Storia, memoria, biografia, fotografia… L’adozione di Helena Janeczek da parte del Dipartimento di Studi Umanistici dell’Università di Torino permette di scostarsi da “dietro l’obiettivo” ed entrare nel meccanismo della Leica.

Con Helena parliamo del suo lavoro di ricerca e documentazione, del delicato intreccio di ricordi altrui e di invenzione, del rispetto che si deve a chi del personaggio porta addosso l’identità reale e dell’attenzione nel selezionare dati di realtà e intarsiarli con elementi di invenzione.

Parliamo di memoria, soprattutto di memoria.

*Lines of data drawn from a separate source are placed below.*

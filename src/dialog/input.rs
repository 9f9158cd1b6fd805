//! The interactive input collector.
//!
//! An [`InputSession`] turns a sequence of chat messages and button clicks
//! into one validated, confirmed value. It is parameterized by a
//! [`crate::dialog::resolver::InputResolver`] (text -> typed value) and an
//! accumulation [`Shape`] (single value, ordered list, or keyed map),
//! composed rather than subclassed.
//!
//! State machine:
//! `AwaitingInput -> (accumulating)* -> AwaitingConfirmation -> {Confirmed | Cancelled}`

use crate::dialog::builder::MessageBuilder;
use crate::dialog::manager::MessageManager;
use crate::dialog::payload::{ActionRow, Button, ButtonStyle, Embed};
use crate::dialog::resolver::InputResolver;
use crate::dialog::surface::{
    ACCEPTED_EMOJI, CONFIRM_EMOJI, ChatSurface, IncomingMessage, UserId,
};
use crate::dialog::validate::{self, Validator};
use crate::errors::{Error, Result};
use crate::runtime::RuntimeContext;
use futures::StreamExt;
use std::collections::BTreeMap;
use std::sync::Arc;
use tracing::{debug, instrument};

/// Custom id of the cancel button attached to the primary dialog message.
pub const CANCEL_ID: &str = "input:cancel";
/// Custom id of the confirmation prompt's Yes button.
pub const CONFIRM_YES_ID: &str = "input:confirm:yes";
/// Custom id of the confirmation prompt's No button.
pub const CONFIRM_NO_ID: &str = "input:confirm:no";

/// How accepted values accumulate into the session's final output.
///
/// Implementations carry the shape-specific pieces the collector composes:
/// an optional injected text validator, the key/value split rule, a
/// capacity check, and the confirmation summary.
pub trait Shape<T>: Send {
    /// The final value delivered on confirmation.
    type Output: Send;

    /// Whether the first accepted value immediately triggers confirmation.
    fn one_shot(&self) -> bool {
        false
    }

    /// Shape-injected text validator, if any.
    fn text_validator(&self) -> Option<Validator<str>> {
        None
    }

    /// Splits raw text into an optional key and the value text to resolve.
    fn split<'a>(&self, raw: &'a str) -> (Option<String>, &'a str) {
        (None, raw)
    }

    /// `Some(error)` when accepting another value would exceed a limit.
    fn capacity_error(&self) -> Option<String> {
        None
    }

    /// Applies one accepted value.
    fn accept(&mut self, key: Option<String>, value: T);

    /// Whether nothing has accumulated yet.
    fn is_empty(&self) -> bool;

    /// Renders the accumulated value for the confirmation prompt.
    fn summary(&self, render: &dyn Fn(&T) -> String) -> String;

    /// Consumes the shape into the final output. Only called after a
    /// confirmation, which requires `!is_empty()`.
    fn finish(self) -> Self::Output;
}

/// Single value; each acceptance overwrites the last (last write wins),
/// and the first acceptance goes straight to confirmation.
#[derive(Debug, Default)]
pub struct Primitive<T> {
    value: Option<T>,
}

impl<T> Primitive<T> {
    /// Creates an empty primitive shape.
    #[must_use]
    pub const fn new() -> Self {
        Self { value: None }
    }
}

impl<T: Send> Shape<T> for Primitive<T> {
    type Output = T;

    fn one_shot(&self) -> bool {
        true
    }

    fn accept(&mut self, _key: Option<String>, value: T) {
        self.value = Some(value);
    }

    fn is_empty(&self) -> bool {
        self.value.is_none()
    }

    fn summary(&self, render: &dyn Fn(&T) -> String) -> String {
        self.value.as_ref().map_or_else(String::new, render)
    }

    fn finish(self) -> T {
        #[allow(clippy::expect_used)]
        self.value.expect("confirmed shape holds a value")
    }
}

/// Ordered list; acceptances append, with an optional maximum length
/// always enforced alongside the caller's value validators.
#[derive(Debug, Default)]
pub struct Sequence<T> {
    items: Vec<T>,
    max_len: Option<usize>,
}

impl<T> Sequence<T> {
    /// Creates an unbounded sequence shape.
    #[must_use]
    pub const fn new() -> Self {
        Self {
            items: Vec::new(),
            max_len: None,
        }
    }

    /// Creates a sequence shape capped at `max_len` entries.
    #[must_use]
    pub const fn with_max_len(max_len: usize) -> Self {
        Self {
            items: Vec::new(),
            max_len: Some(max_len),
        }
    }
}

impl<T: Send> Shape<T> for Sequence<T> {
    type Output = Vec<T>;

    fn capacity_error(&self) -> Option<String> {
        let max = self.max_len?;
        (self.items.len() >= max).then(|| format!("no more than {max} entries are allowed"))
    }

    fn accept(&mut self, _key: Option<String>, value: T) {
        self.items.push(value);
    }

    fn is_empty(&self) -> bool {
        self.items.is_empty()
    }

    fn summary(&self, render: &dyn Fn(&T) -> String) -> String {
        self.items.iter().map(render).collect::<Vec<_>>().join(", ")
    }

    fn finish(self) -> Vec<T> {
        self.items
    }
}

/// String-keyed map; each message must look like `key:value`. The key is
/// everything before the FIRST colon (trimmed); the remainder is resolved
/// as the value and kept intact, colons included.
#[derive(Debug, Default)]
pub struct Mapping<T> {
    entries: BTreeMap<String, T>,
}

impl<T> Mapping<T> {
    /// Creates an empty mapping shape.
    #[must_use]
    pub const fn new() -> Self {
        Self {
            entries: BTreeMap::new(),
        }
    }
}

impl<T: Send> Shape<T> for Mapping<T> {
    type Output = BTreeMap<String, T>;

    fn text_validator(&self) -> Option<Validator<str>> {
        Some(Validator::new(
            "must look like `key:value`",
            |s: &str| s.contains(':'),
        ))
    }

    fn split<'a>(&self, raw: &'a str) -> (Option<String>, &'a str) {
        match raw.split_once(':') {
            Some((key, rest)) => (Some(key.trim().to_string()), rest),
            None => (None, raw),
        }
    }

    fn accept(&mut self, key: Option<String>, value: T) {
        if let Some(key) = key {
            self.entries.insert(key, value);
        }
    }

    fn is_empty(&self) -> bool {
        self.entries.is_empty()
    }

    fn summary(&self, render: &dyn Fn(&T) -> String) -> String {
        self.entries
            .iter()
            .map(|(key, value)| format!("{key}: {}", render(value)))
            .collect::<Vec<_>>()
            .join("\n")
    }

    fn finish(self) -> BTreeMap<String, T> {
        self.entries
    }
}

/// Terminal result of an input session.
#[derive(Debug, PartialEq, Eq)]
pub enum InputOutcome<V> {
    /// The user confirmed; the accumulated value, delivered exactly once.
    Confirmed(V),
    /// The user hit cancel; no value was delivered.
    Cancelled,
}

/// The interactive collector owning the primary dialog message.
///
/// Listens for chat messages from the invoking user only, text-validates,
/// resolves, value-validates, accumulates per the shape, and runs an
/// explicit confirm round-trip before delivering the value. Every
/// qualifying message is tracked so [`MessageManager::remove`] leaves the
/// channel tidy.
pub struct InputSession<R: InputResolver, S: Shape<R::Value>> {
    manager: MessageManager,
    resolver: R,
    shape: S,
    runtime: Arc<RuntimeContext>,
    user: UserId,
    text_validators: Vec<Validator<str>>,
    value_validators: Vec<Validator<R::Value>>,
}

impl<R: InputResolver, S: Shape<R::Value>> InputSession<R, S> {
    /// Wraps an already-sent dialog message in a collector for `user`.
    ///
    /// Resolver- and shape-injected text validators are installed ahead of
    /// any caller-supplied ones.
    pub fn new(
        manager: MessageManager,
        resolver: R,
        shape: S,
        runtime: Arc<RuntimeContext>,
        user: UserId,
    ) -> Self {
        let mut text_validators = Vec::new();
        if let Some(validator) = resolver.text_validator() {
            text_validators.push(validator);
        }
        if let Some(validator) = shape.text_validator() {
            text_validators.push(validator);
        }
        Self {
            manager,
            resolver,
            shape,
            runtime,
            user,
            text_validators,
            value_validators: Vec::new(),
        }
    }

    /// Appends a caller-supplied text validator.
    #[must_use]
    pub fn text_validator(mut self, validator: Validator<str>) -> Self {
        self.text_validators.push(validator);
        self
    }

    /// Appends a caller-supplied value validator.
    #[must_use]
    pub fn value_validator(mut self, validator: Validator<R::Value>) -> Self {
        self.value_validators.push(validator);
        self
    }

    /// Renders the currently accumulated value.
    #[must_use]
    pub fn value_string(&self) -> String {
        self.shape.summary(&|value| self.resolver.value_string(value))
    }

    /// Runs the collector to a terminal state.
    ///
    /// On `Confirmed` the primary message, the confirmation prompt and
    /// every tracked response message have been deleted and the value is
    /// returned exactly once. On `Cancelled` everything owned has been
    /// deleted and no value is returned.
    #[instrument(skip(self), fields(user = %self.user))]
    pub async fn run(mut self) -> Result<InputOutcome<S::Output>> {
        let surface = self.manager.surface();
        let primary = self.manager.message_id();

        self.attach_cancel_row().await?;
        if !self.shape.one_shot() {
            // Placeholder completion reaction; a voter must add to it.
            surface.react(primary, CONFIRM_EMOJI).await?;
        }

        let mut messages = surface.messages();
        let mut reactions = surface.reactions(primary);
        let mut clicks = surface.component_clicks(primary);

        loop {
            tokio::select! {
                maybe_message = messages.next() => {
                    let Some(message) = maybe_message else {
                        return Err(stream_closed());
                    };
                    if message.author_is_bot || message.author != self.user {
                        continue;
                    }
                    self.manager.track(message.id);
                    let accepted = self.ingest(&message).await?;
                    if accepted && self.shape.one_shot() && self.confirm(&surface).await? {
                        return Ok(InputOutcome::Confirmed(self.shape.finish()));
                    }
                }
                maybe_reaction = reactions.next() => {
                    let Some(reaction) = maybe_reaction else {
                        return Err(stream_closed());
                    };
                    // The bot's own placeholder keeps the count at 1.
                    if reaction.emoji != CONFIRM_EMOJI || reaction.count <= 1 {
                        continue;
                    }
                    if self.shape.is_empty() {
                        surface
                            .notify("Nothing to confirm yet - send a value first.")
                            .await?;
                        continue;
                    }
                    if self.confirm(&surface).await? {
                        return Ok(InputOutcome::Confirmed(self.shape.finish()));
                    }
                }
                maybe_click = clicks.next() => {
                    let Some(click) = maybe_click else {
                        return Err(stream_closed());
                    };
                    if click.custom_id == CANCEL_ID {
                        debug!("Input dialog cancelled by {}", click.user);
                        self.manager.remove().await?;
                        return Ok(InputOutcome::Cancelled);
                    }
                }
            }
        }
    }

    /// Adds the cancel button row to the primary message unless the
    /// builder already included one.
    async fn attach_cancel_row(&mut self) -> Result<()> {
        let present = self
            .manager
            .data()
            .components
            .iter()
            .any(|row| row.buttons.iter().any(|b| b.custom_id == CANCEL_ID));
        if present {
            return Ok(());
        }
        self.manager.data_mut().components.push(ActionRow::buttons(vec![
            Button::new(CANCEL_ID, "Cancel").style(ButtonStyle::Danger),
        ]));
        self.manager.update().await
    }

    /// Validates, resolves and accumulates one qualifying message.
    /// Returns whether the value was accepted.
    async fn ingest(&mut self, message: &IncomingMessage) -> Result<bool> {
        let surface = self.manager.surface();
        let raw = message.content.as_str();

        let text_failures = validate::failures(&self.text_validators, raw);
        if !text_failures.is_empty() {
            surface.notify(&validate::report(&text_failures)).await?;
            return Ok(false);
        }

        let (key, value_text) = self.shape.split(raw);
        let Some(value) = self.resolver.resolve(&self.runtime, value_text).await else {
            // Unresolvable input is "no value yet": tolerated silently,
            // distinct from validator failures which get feedback.
            debug!("Input {:?} did not resolve to a {}", raw, self.resolver.type_string());
            return Ok(false);
        };

        let capacity_error = self.shape.capacity_error();
        let mut value_failures = validate::failures(&self.value_validators, &value);
        if let Some(capacity) = capacity_error.as_deref() {
            value_failures.push(capacity);
        }
        if !value_failures.is_empty() {
            surface.notify(&validate::report(&value_failures)).await?;
            return Ok(false);
        }

        surface.react(message.id, ACCEPTED_EMOJI).await?;
        self.shape.accept(key, value);
        Ok(true)
    }

    /// Runs the confirm round-trip. Returns `true` when the value was
    /// confirmed (and the whole dialog cleaned up), `false` to keep
    /// collecting.
    async fn confirm(&mut self, surface: &Arc<dyn ChatSurface>) -> Result<bool> {
        let summary = self.value_string();
        let mut prompt = MessageBuilder::new()
            .embed(
                Embed::new()
                    .title("Confirm")
                    .description(format!(
                        "Submit this {}?\n{summary}",
                        self.resolver.type_string()
                    )),
            )
            .components(vec![ActionRow::buttons(vec![
                Button::new(CONFIRM_YES_ID, "Yes").style(ButtonStyle::Success),
                Button::new(CONFIRM_NO_ID, "No").style(ButtonStyle::Secondary),
            ])])
            .send(Arc::clone(surface))
            .await?;

        // One click from anyone able to see the prompt decides it.
        let click = surface.await_component(prompt.message_id(), None).await;
        let confirmed = matches!(&click, Some(c) if c.custom_id == CONFIRM_YES_ID);
        prompt.remove().await?;
        if confirmed {
            self.manager.remove().await?;
        }
        Ok(confirmed)
    }
}

fn stream_closed() -> Error {
    Error::Dialog("event stream closed before the dialog reached a terminal state".to_string())
}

Mi affascina scoprire che Gerda non è.

Mi spiego: non solo “non è” in quanto non più presente fisicamente, ma “non è” in quanto definibile solo per via negativa attraverso gli atteggiamenti o i caratteri che non le sono appartenuti.

La sua figura emerge dall’opera attraverso pennellate discontinue, diffratta come la luce che passa attraverso un prisma; sfaccettata e a volte contraddittoria, affiora da ricordi lontani e dalle suggestioni di chi la racconta e si trova inaspettatamente ad imbattersi nella sua immagine di ragazza con al collo la Leica.

Helena Janeczek sembra volerci lasciare proprio questo di Gerda Taro, una gemma che nelle sue molteplici sfaccettature convoglia comunque in sé tutta la luce: Gerda non è quindi “solo” Gerda ma il suo nome è significante di significati molteplici, di una rete di tematiche e rimandi ben più estesa, i cui brandelli sono disseminati nelle memorie di due degli uomini che l’hanno amata e della donna che le è stata amica nei primi tempi della stagione parigina.

Il nome di Gerda assume il ruolo di detonatore della memoria, il contatto con il suo ricordo ne rivela la presenza fantasmatica nelle vite dei personaggi, in particolare di Willy “il bassotto” e di George Kuritzkes; si palesa come spia di un passato che va ancora interpellato, che ha ancora molto da dire e chiede di essere analizzato in una prospettiva nuova, spostandosi dall’obiettivo della macchina fotografica ed entrando nella scena che si vuole rappresentare.

Ma la rassicurante fissità che ci si aspetterebbe da una foto viene meno al mutare dell’inquadratura, al modificarsi del punto di vista da cui la scena è osservata. Ecco che i racconti di Willy e George non sono ordinate sequenze di fatti ma seguono il flusso della memoria, secondo un principio di “plausibilità associativa” che si muove sui binari della piacevolezza: i ricordi vengono selezionati in ragione della forza con cui smuovono l’emotività, del sentimento che suscitano, nell’amore incondizionato che da Gerda non è donato ma innescato, poiché già risiede latente nell’interiorità dei personaggi.

Quella di Gerda Taro non è quindi una biografia in senso documentario, né tanto meno una biografia romanzata, come la stessa autrice dichiara: non è suo interesse aggiungere dati, colori, dettagli… Helena Janeczek non vuole restituisci le gesta di un’eroina SENZA tempo da assumere a monumento, martire della causa antifascista, piuttosto lasciarci l’immagine di una donna profondamente immersa NEL tempo. Consapevole e spericolata, leggiadra e statuaria, presente e assente, sempre colta nel suo movimento tra spazi geografici in vita e spazi interiori sotto forma di ricordo.

Questa scrittura associativa, che non segue una via tracciata ma si adatta ai percorsi imprevedibili della memoria finisce per inglobare Gerda, che quasi sparisce, motore invisibile eppure sempre presente di una riscoperta di luoghi, azioni, sentimenti politici e idee che tornano alla mente dei personaggi occupando tutta la scena, sorta di madelaines ampliate capaci di immergere completamente chi ricorda in quel preciso momento, di rivivere un’esperienza che riempie il tempo dell’azione e alla luce della quale ripensare il proprio presente senza mai rinnegare il passato.

Gerda Taro diventa attraverso le parole di Helena Janeczek un collante di vite e di piani temporali, un fuoco di passione umana e politica racchiusa nelle sue istantanee. Gerda funziona da catalizzatore: l’amore da lei suscitato passa attraverso le sue stesse azioni, dalla passione verso la sua persona alla passione per quell’universo di ideali e valori dei quali la sua storia è portavoce.